Republican Senator Bob Onder of Lake St. Louis notes CBD is a supplement which, by law, can’t be linked to medical claims that it treats a condition. He says Food and Drug Administration tests have exposed manufacturers to be dishonest.
“I believe in 2015, of the 25 or so manufacturers, eight of them, their oil contained zero CBD” said Onder. “Another 12 or 15 contained trivial amounts of CBD. So I think that’s an issue too.”
The FDA has not approved CBD products as a treatment or cure for any disease.
Supporters of its use claim it’s especially effective in curbing seizures. Mara Myers heads the BeLeaf Company in Earth City, which is licensed to manufacture and sell the product. She says the current state requirement that three anti-seizure medications have to fail before patients are allowed to use CBD is unreasonable.
“We’ve gotten phone calls from families that are very frustrated by that, because once they get on a seizure med and it doesn’t help, they don’t want to try more” said Myers. “They see the degradation. They don’t want to spend that three, six, eight month period of time if they believe CBD oil can help them.”
Although the supplement is legal for those with intractable epilepsy, some neurologists don’t recommend it because of liability concerns, or because the health provider they work for won’t allow it. Schaaf said only 20 to 30 people in Missouri have been prescribed CBD.
The proposal would allow doctors as well as neurologists to prescribe the oil to people who suffer from a serious condition and may benefit from its use.

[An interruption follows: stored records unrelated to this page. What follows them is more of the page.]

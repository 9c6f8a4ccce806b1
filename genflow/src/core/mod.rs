//! Core domain types for stage results.

mod output;
mod status;

pub use output::StageOutput;
pub use status::StageStatus;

The maximum level of THC permitted under the measure would be increased from 0.3% by weight to 0.9%. The minimum percent of CBD allowed in the oil containing it is 5% by weight. The proposal would lower that figure to 1.5% so that smaller patients wouldn’t have to take such a concentrated amount.
The product is regulated by the Missouri Department of Agriculture which oversees its two manufacturers within the state.
During the committee hearing, which was disrupted by a move to another room, about a dozen people were present to testify in favor of the proposal, while there was one against.
Kansas City resident Rebecca Means has stage four non-Hodgkin Lymphoma, while her daughter suffers from intractable epilepsy. She says current law would put her in danger of losing her children.
“I’m concerned that if the state finds out that I’ve been treating myself with cannabis oil, or if I start treating my daughter without a recommendation, I’m terrified the state can come in and yank the kids out of my house. Kansas does it all the time.”
Means said the provider her family uses won’t allow for CBD to be recommended.